What can one say about Wizard's World? Well for starters it could be easily dismissed as yet another fantasy heartbreaker, but I don't think that would be fair really. Yes it's AD&D roots are showing and there is a lot about the this game that is derivative. But that is looking at it in 2012. To look at this game as it was meant to be seen you have look at it with 1983 eyes.

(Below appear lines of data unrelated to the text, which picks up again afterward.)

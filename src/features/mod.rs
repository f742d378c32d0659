//! Precomputed feature stores and per-step feature assembly.
//!
//! The stores are loaded once at startup and shared read-only (behind an [`Arc`]) by every
//! component that needs them.
//!
//! [`Arc`]: std::sync::Arc
mod assembler;

pub use assembler::{
    angle_feature, length_mask, CandidateObjects, ConfigurationBatch, FeatureAssembler,
    ObjectDetail, StepFeatures,
};

use serde::{Deserialize, Serialize};
use std::collections::HashMap;
use std::fmt;
use std::fs::File;
use std::io::{self, BufReader};
use std::path::Path;
use std::str::FromStr;
use thiserror::Error;

/// Quantized camera direction used to index object detections.
///
/// Headings are bucketed to multiples of 30 degrees; detections are stored for a single
/// elevation level.
#[derive(Debug, Copy, Clone, PartialEq, Eq, Hash, PartialOrd, Ord, Serialize, Deserialize)]
#[serde(try_from = "String", into = "String")]
pub struct ViewKey {
    /// Heading in degrees, in `[0, 360)`.
    pub heading: u16,
    /// Elevation in degrees.
    pub elevation: i16,
}

impl ViewKey {
    pub const HEADING_STEP: u16 = 30;

    /// Bucket for a discretized view index (`0..36`, 12 headings per elevation level).
    #[must_use]
    pub const fn from_point_id(point_id: usize) -> Self {
        Self {
            heading: (point_id % 12) as u16 * Self::HEADING_STEP,
            elevation: 0,
        }
    }
}

impl fmt::Display for ViewKey {
    fn fmt(&self, f: &mut fmt::Formatter) -> fmt::Result {
        write!(f, "{}_{}", self.heading, self.elevation)
    }
}

impl FromStr for ViewKey {
    type Err = FeatureError;

    fn from_str(s: &str) -> Result<Self, Self::Err> {
        let invalid = || FeatureError::InvalidKey(s.to_string());
        let (heading, elevation) = s.split_once('_').ok_or_else(invalid)?;
        Ok(Self {
            heading: heading.parse().map_err(|_| invalid())?,
            elevation: elevation.parse().map_err(|_| invalid())?,
        })
    }
}

impl TryFrom<String> for ViewKey {
    type Error = FeatureError;
    fn try_from(s: String) -> Result<Self, Self::Error> {
        s.parse()
    }
}

impl From<ViewKey> for String {
    fn from(key: ViewKey) -> Self {
        key.to_string()
    }
}

/// Object detections visible in one direction from one viewpoint.
#[derive(Debug, Clone, PartialEq, Serialize, Deserialize)]
pub struct ObjectFeatures {
    /// Text embedding of each detected object label. `[num_objects][text_dim]`
    pub text_feature: Vec<Vec<f32>>,
    /// Whether each object slot holds a real detection.
    pub text_mask: Vec<bool>,
    /// Pairwise spatial relation features. `[num_objects][num_objects][relation_dim]`
    #[serde(default)]
    pub relation: Vec<Vec<Vec<f32>>>,
}

/// Object detections keyed by `scan → viewpoint → direction`.
#[derive(Debug, Clone, Default, PartialEq, Serialize, Deserialize)]
pub struct ObjectStore {
    /// Number of object slots per direction.
    pub num_objects: usize,
    /// Size of an object text embedding.
    pub text_dim: usize,
    /// Size of a pairwise relation feature.
    pub relation_dim: usize,
    pub scans: HashMap<String, HashMap<String, HashMap<ViewKey, ObjectFeatures>>>,
}

impl ObjectStore {
    /// Load a store from a JSON file.
    pub fn from_json_path<P: AsRef<Path>>(path: P) -> Result<Self, FeatureError> {
        let reader = BufReader::new(File::open(path)?);
        Ok(serde_json::from_reader(reader)?)
    }

    /// Objects visible from `viewpoint` in the direction `key`.
    pub fn get(&self, scan: &str, viewpoint: &str, key: ViewKey) -> Result<&ObjectFeatures, FeatureError> {
        self.scans
            .get(scan)
            .and_then(|viewpoints| viewpoints.get(viewpoint))
            .and_then(|views| views.get(&key))
            .ok_or_else(|| FeatureError::MissingObjects {
                scan: scan.to_string(),
                viewpoint: viewpoint.to_string(),
                key,
            })
    }

    pub fn insert(&mut self, scan: &str, viewpoint: &str, key: ViewKey, features: ObjectFeatures) {
        self.scans
            .entry(scan.to_string())
            .or_default()
            .entry(viewpoint.to_string())
            .or_default()
            .insert(key, features);
    }
}

/// Identifies one configuration of one instruction.
///
/// Serialized as `"{instr_id}_{index}"`.
#[derive(Debug, Clone, PartialEq, Eq, Hash, PartialOrd, Ord, Serialize, Deserialize)]
#[serde(try_from = "String", into = "String")]
pub struct ConfigKey {
    pub instr_id: String,
    pub index: usize,
}

impl ConfigKey {
    pub fn new<S: Into<String>>(instr_id: S, index: usize) -> Self {
        Self {
            instr_id: instr_id.into(),
            index,
        }
    }
}

impl fmt::Display for ConfigKey {
    fn fmt(&self, f: &mut fmt::Formatter) -> fmt::Result {
        write!(f, "{}_{}", self.instr_id, self.index)
    }
}

impl FromStr for ConfigKey {
    type Err = FeatureError;

    fn from_str(s: &str) -> Result<Self, Self::Err> {
        // Instruction ids contain underscores themselves; the index is the last component.
        let (instr_id, index) = s
            .rsplit_once('_')
            .ok_or_else(|| FeatureError::InvalidKey(s.to_string()))?;
        let index = index
            .parse()
            .map_err(|_| FeatureError::InvalidKey(s.to_string()))?;
        Ok(Self::new(instr_id, index))
    }
}

impl TryFrom<String> for ConfigKey {
    type Error = FeatureError;
    fn try_from(s: String) -> Result<Self, Self::Error> {
        s.parse()
    }
}

impl From<ConfigKey> for String {
    fn from(key: ConfigKey) -> Self {
        key.to_string()
    }
}

/// Features describing one instruction configuration.
#[derive(Debug, Clone, Default, PartialEq, Serialize, Deserialize)]
pub struct ConfigurationFeatures {
    /// Text embeddings of the landmark objects mentioned in the span. `[num_landmarks][text_dim]`
    #[serde(default)]
    pub landmarks: Vec<Vec<f32>>,
    /// Embedding of the motion indicator of the span. `[text_dim]`
    pub motion: Vec<f32>,
    /// `(subject, relation, object)` landmark triplets. `[num_triplets][3][text_dim]`
    #[serde(default)]
    pub triplets: Vec<[Vec<f32>; 3]>,
}

/// Configuration features keyed by [`ConfigKey`].
#[derive(Debug, Clone, Default, PartialEq, Serialize, Deserialize)]
pub struct ConfigurationStore {
    pub text_dim: usize,
    pub entries: HashMap<ConfigKey, ConfigurationFeatures>,
}

impl ConfigurationStore {
    /// Load and merge stores from one or more JSON files (one per data split).
    pub fn from_json_paths<I, P>(paths: I) -> Result<Self, FeatureError>
    where
        I: IntoIterator<Item = P>,
        P: AsRef<Path>,
    {
        let mut store = Self::default();
        for path in paths {
            let reader = BufReader::new(File::open(path)?);
            let part: Self = serde_json::from_reader(reader)?;
            store.text_dim = part.text_dim;
            store.entries.extend(part.entries);
        }
        Ok(store)
    }

    pub fn get(&self, instr_id: &str, index: usize) -> Result<&ConfigurationFeatures, FeatureError> {
        let key = ConfigKey::new(instr_id, index);
        self.entries
            .get(&key)
            .ok_or(FeatureError::MissingConfiguration(key))
    }
}

/// All precomputed feature stores.
#[derive(Debug, Clone, Default, PartialEq)]
pub struct FeatureStores {
    pub objects: ObjectStore,
    pub configurations: ConfigurationStore,
}

impl FeatureStores {
    pub fn load<P, Q>(object_path: P, configuration_paths: &[Q]) -> Result<Self, FeatureError>
    where
        P: AsRef<Path>,
        Q: AsRef<Path>,
    {
        let objects = ObjectStore::from_json_path(object_path)?;
        let configurations = ConfigurationStore::from_json_paths(configuration_paths)?;
        log::info!(
            "loaded objects for {} scans and {} configurations",
            objects.scans.len(),
            configurations.entries.len()
        );
        Ok(Self {
            objects,
            configurations,
        })
    }
}

/// Error looking up precomputed features.
#[derive(Error, Debug)]
pub enum FeatureError {
    #[error("no object features for {scan}/{viewpoint} at {key}")]
    MissingObjects {
        scan: String,
        viewpoint: String,
        key: ViewKey,
    },
    #[error("no configuration features for {0}")]
    MissingConfiguration(ConfigKey),
    #[error("invalid feature key \"{0}\"")]
    InvalidKey(String),
    #[error("{what} has length {actual}, expected {expected}")]
    Length {
        what: &'static str,
        actual: usize,
        expected: usize,
    },
    #[error(transparent)]
    Io(#[from] io::Error),
    #[error(transparent)]
    Json(#[from] serde_json::Error),
}

#[cfg(test)]
mod tests {
    use super::*;
    use rstest::rstest;

    #[rstest]
    #[case(0, 0)]
    #[case(3, 90)]
    #[case(14, 60)]
    #[case(35, 330)]
    fn view_key_from_point_id(#[case] point_id: usize, #[case] heading: u16) {
        let key = ViewKey::from_point_id(point_id);
        assert_eq!(key.heading, heading);
        assert_eq!(key.elevation, 0);
    }

    #[test]
    fn view_key_string_round_trip() {
        let key = ViewKey {
            heading: 150,
            elevation: 0,
        };
        assert_eq!(key.to_string(), "150_0");
        assert_eq!("150_0".parse::<ViewKey>().unwrap(), key);
        assert!("150".parse::<ViewKey>().is_err());
    }

    #[test]
    fn config_key_uses_last_underscore() {
        let key: ConfigKey = "4231_2_3".parse().unwrap();
        assert_eq!(key, ConfigKey::new("4231_2", 3));
        assert_eq!(key.to_string(), "4231_2_3");
    }

    #[test]
    fn configuration_store_json() {
        let json = r#"{
            "text_dim": 2,
            "entries": {
                "17_0_1": {"landmarks": [[1.0, 0.0]], "motion": [0.5, 0.5]}
            }
        }"#;
        let store: ConfigurationStore = serde_json::from_str(json).unwrap();
        let features = store.get("17_0", 1).unwrap();
        assert_eq!(features.landmarks, vec![vec![1.0, 0.0]]);
        assert!(features.triplets.is_empty());
        assert!(matches!(
            store.get("17_0", 0),
            Err(FeatureError::MissingConfiguration(_))
        ));
    }

    #[test]
    fn object_store_missing_entry() {
        let store = ObjectStore::default();
        let err = store
            .get("scan", "vp", ViewKey::from_point_id(0))
            .unwrap_err();
        assert!(matches!(err, FeatureError::MissingObjects { .. }));
    }
}
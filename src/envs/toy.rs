//! Deterministic corridor simulator.
//!
//! Every scan is a straight corridor of viewpoints. The next viewpoint lies straight ahead at
//! eye level and the previous one behind and below, so walking backwards needs both turns and
//! a change of elevation. Features are drawn once from a seeded generator, together with
//! matching [`FeatureStores`].
use super::{Candidate, Observation, SimState, Simulator, NUM_VIEWS, VIEWS_PER_LEVEL};
use crate::features::{
    ConfigKey, ConfigurationFeatures, ConfigurationStore, FeatureStores, ObjectFeatures,
    ObjectStore, ViewKey,
};
use rand::seq::SliceRandom;
use rand::{Rng, SeedableRng};
use rand_chacha::ChaCha8Rng;
use rand_distr::StandardNormal;
use serde::{Deserialize, Serialize};
use std::collections::HashMap;
use std::f64::consts::PI;

/// View index facing the next viewpoint of the corridor (heading 90°, level).
const FORWARD_POINT: usize = VIEWS_PER_LEVEL + 3;
/// View index facing the previous viewpoint (heading 270°, looking down).
const BACKWARD_POINT: usize = 9;
/// Initial view index of every episode (heading 0°, level).
const START_VIEW: usize = VIEWS_PER_LEVEL;

#[derive(Debug, Clone, PartialEq, Serialize, Deserialize)]
pub struct ToyConfig {
    pub num_scans: usize,
    /// Viewpoints per scan.
    pub scan_length: usize,
    pub num_episodes: usize,
    pub batch_size: usize,
    pub feature_size: usize,
    pub vocab_size: usize,
    pub padding_idx: i64,
    pub separator_token: i64,
    pub max_instruction_len: usize,
    pub max_configurations: usize,
    pub num_objects: usize,
    pub text_dim: usize,
    pub relation_dim: usize,
    pub landmarks_per_configuration: usize,
    pub triplets_per_configuration: usize,
    /// Distance between neighbouring viewpoints.
    pub hop_distance: f64,
    pub seed: u64,
}

impl Default for ToyConfig {
    fn default() -> Self {
        Self {
            num_scans: 2,
            scan_length: 6,
            num_episodes: 8,
            batch_size: 2,
            feature_size: 8,
            vocab_size: 24,
            padding_idx: 0,
            separator_token: 2,
            max_instruction_len: 14,
            max_configurations: 3,
            num_objects: 3,
            text_dim: 6,
            relation_dim: 4,
            landmarks_per_configuration: 2,
            triplets_per_configuration: 2,
            hop_distance: 2.5,
            seed: 1,
        }
    }
}

#[derive(Debug, Clone, PartialEq)]
struct Episode {
    instr_id: String,
    scan: usize,
    start: usize,
    goal: usize,
    tokens: Vec<i64>,
    configurations: Vec<String>,
}

#[derive(Debug, Clone, Copy, PartialEq, Eq)]
struct Slot {
    episode: usize,
    position: usize,
    view_index: usize,
}

/// Corridor simulator with one slot per agent.
#[derive(Debug, Clone)]
pub struct ToyWorld {
    config: ToyConfig,
    episodes: Vec<Episode>,
    order: Vec<usize>,
    cursor: usize,
    slots: Vec<Slot>,
    /// Panoramic features indexed by `[scan][position]`.
    view_features: Vec<Vec<Vec<f32>>>,
    rng: ChaCha8Rng,
}

fn normal_vec(rng: &mut ChaCha8Rng, len: usize) -> Vec<f32> {
    (0..len).map(|_| rng.sample(StandardNormal)).collect()
}

fn heading_of(view_index: usize) -> f64 {
    (view_index % VIEWS_PER_LEVEL) as f64 * PI / 6.0
}

fn elevation_of(view_index: usize) -> f64 {
    ((view_index / VIEWS_PER_LEVEL) as f64 - 1.0) * PI / 6.0
}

This game offers some interesting twists beyond the typical D&D knock-off. First I love the art in this book. Sure there has been better art, much better art, even in books from the same time. But there is such an honesty about it that I enjoy. And I LOVE that cover. The attributes are nearly the same, enough that conversions are easy. The charts all go to 30 which is nice. Ok so we have a bunch of classes, many of which would drop right into AD&D, OSRIC or what ever Clone you enjoy. There are a number of fighter-like classes, that honestly only differ a little bit from each other, but that is fine. Some martial artists, some magic using types, 14 total. What is cool is there is Vampire class! Something we won't see again till D&D4. We have all the standard races plus some new ones, Metamorphic Dwarfs and Demon Halflings. Honestly the book is worth it just to be able to say "Demon Halflings"!

There are 22 pages worth of spells that go all the way to level 10.
Rules follow next which is primarily about combat, weapons, poisons, potions and the like. A little bit on magic items. Monsters follow. There are a few, but almost no overlap between here and what you might find in a typical monster manual for a game. There are dragons, but very different from what we are used to seeing in "D&D".
Some suggestions for play and threadbare character sheet.

Ok what is good about this game? Lots really. If you play D&D or some old school game you would be hard pressed not to find something here to use. Did I mention the Demon Halflings yet? There are plenty of monsters and lots of spells.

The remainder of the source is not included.